In 2020, Carr Johnson participated in an online webinar discussing “intersectional feminism” for the Feminist Leadership Project. When asked what her definition of feminist leadership was, the State Department official said that “feminist leadership to me is essential.”
“It goes beyond saying that we need to have representation,” she said. “Feminist leadership actually takes representation two or three steps further. It’s not enough to just have women present, you know, filling seats, whatever you want to call it. We should be part of decision making, and decision-making that is critical of traditional systems, critical of how we’ve always done things, critical of the impact of our actions on women and all of society. And critical of power dynamics and how we use power.”
“There is a value ascribed to my complexion, to my color, to my history, to my culture, to my experience as a black woman,” she continued. “This plays out, not just in how programming happens, but also when you’re talking about leadership. How many people who look like me are in positions of leadership, and can actually help to shape the way policy is made, shape the way programs are designed, shape the way we think about the world.”
Carr Johnson noted that “traditional systems” stem from histories of colonialism, patriarchy, and misogyny. She encouraged women to “analyze those power dynamics on a day-to-day basis” in order to have a “better sense of what feminist leadership looks like.”
“The culture of misogyny has allowed men to act without consequence, and it becomes part of what we believe is normal, right? And that in order to make any change, we’ve literally got to be about the work of dismantling that traditional structure at every juncture,” she said.
The DEI executive was also an Atlantic Fellow for racial equity in 2019. In her biography, Carr Johnson wrote, “I believe that to dismantle anti-Black racism, we must remove structural barriers and recognise Black communities and Black women as valuable sources of strength, talent and ingenuity, and invest in them accordingly.”
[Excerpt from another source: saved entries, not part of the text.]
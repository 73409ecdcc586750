//! Stat modifiers: provenance-tagged dice contributions

use crate::dice::Dice;
use crate::types::SourceId;
use serde::{Deserialize, Serialize};

/// How a modifier combines into the aggregated pool.
///
/// Declaration order is the aggregation order: additive modifiers fold
/// first, then multiplicative, then overrides. Only `Additive` is
/// implemented today; [`Stat::add_modifier`](crate::stat::Stat::add_modifier)
/// rejects the other two.
#[derive(
    Debug, Clone, Copy, PartialEq, Eq, PartialOrd, Ord, Hash, Serialize, Deserialize,
)]
#[serde(rename_all = "snake_case")]
pub enum ModifierOp {
    Additive,
    Multiplicative,
    Override,
}

/// A single dice contribution granted by an external source.
///
/// Immutable once attached; the stat identifies it for removal by its
/// `source`, not by the modifier's own identity.
#[derive(Debug, Clone, PartialEq, Eq, Serialize, Deserialize)]
pub struct Modifier {
    pub source: SourceId,
    pub dice: Dice,
    pub operation: ModifierOp,
}

impl Modifier {
    pub fn new(source: impl Into<SourceId>, dice: Dice, operation: ModifierOp) -> Self {
        Modifier {
            source: source.into(),
            dice,
            operation,
        }
    }

    /// Additive contribution from `source`
    pub fn additive(source: impl Into<SourceId>, dice: Dice) -> Self {
        Modifier::new(source, dice, ModifierOp::Additive)
    }
}

#[cfg(test)]
mod tests {
    use super::*;
    use crate::dice::DieKind;

    #[test]
    fn test_operation_aggregation_order() {
        assert!(ModifierOp::Additive < ModifierOp::Multiplicative);
        assert!(ModifierOp::Multiplicative < ModifierOp::Override);
    }

    #[test]
    fn test_additive_constructor() {
        let m = Modifier::additive("sword_01", Dice::new(1, DieKind::D6));
        assert_eq!(m.source, SourceId::from("sword_01"));
        assert_eq!(m.operation, ModifierOp::Additive);
    }
}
The State Department under Blinken has placed great emphasis on DEI initiates. In February, the Secretary of State issued a memo titled “Modeling DEIA: Gender Identity Best Practices” to staffers on the threat of “misgendering.” The cable included guidance to avoid using the terms “mother/father,” “son/daughter,” and “husband/wife,” terms he said can send a “harmful, exclusionary message.” In 2022, Blinken appointed the department’s first-ever representative for racial equity and justice, Desirée Cormier Smith, to confront “systemic racism, discrimination, and xenophobia around the world.” Blinken has also appointed a “special envoy to advance the human rights of Lesbian, Gay, Bisexual, Transgender, Queer and Intersex Persons,” and has issued numerous reports regarding gender identity and pronouns.
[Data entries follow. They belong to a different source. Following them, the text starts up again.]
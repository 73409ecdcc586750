//! Configuration loading from TOML files

mod definitions;

pub use definitions::{
    default_definitions, load_definitions, parse_definitions, StatDefinition, StatDefinitions,
};

use std::fs;
use std::path::Path;
use thiserror::Error;

/// Configuration loading error
#[derive(Error, Debug)]
pub enum ConfigError {
    #[error("Failed to read config file: {0}")]
    IoError(#[from] std::io::Error),
    #[error("Failed to parse TOML: {0}")]
    ParseError(#[from] toml::de::Error),
    #[error("Configuration validation error: {0}")]
    ValidationError(String),
}

/// Load a TOML file and deserialize it
pub fn load_toml<T: serde::de::DeserializeOwned>(path: &Path) -> Result<T, ConfigError> {
    let content = fs::read_to_string(path)?;
    let config: T = toml::from_str(&content)?;
    Ok(config)
}

/// Load a TOML string and deserialize it
pub fn parse_toml<T: serde::de::DeserializeOwned>(content: &str) -> Result<T, ConfigError> {
    let config: T = toml::from_str(content)?;
    Ok(config)
}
While the Biden administration continued to embrace DEI, corporations and universities have begun rolling back DEI-related positions in recent months after the industry took off in the wake of George Floyd’s murder in 2020. Since then, an increasingly vocal subset of Americans — and elected Republicans — have challenged the industry’s focus on race as toxic and regressive.
House Oversight Committee Republicans recently pressed the U.S. Equal Employment Opportunity Commission last month to curb DEI and take “all available measures to prevent and end unlawful employment practices that discriminate on the basis of an individual’s race or color.”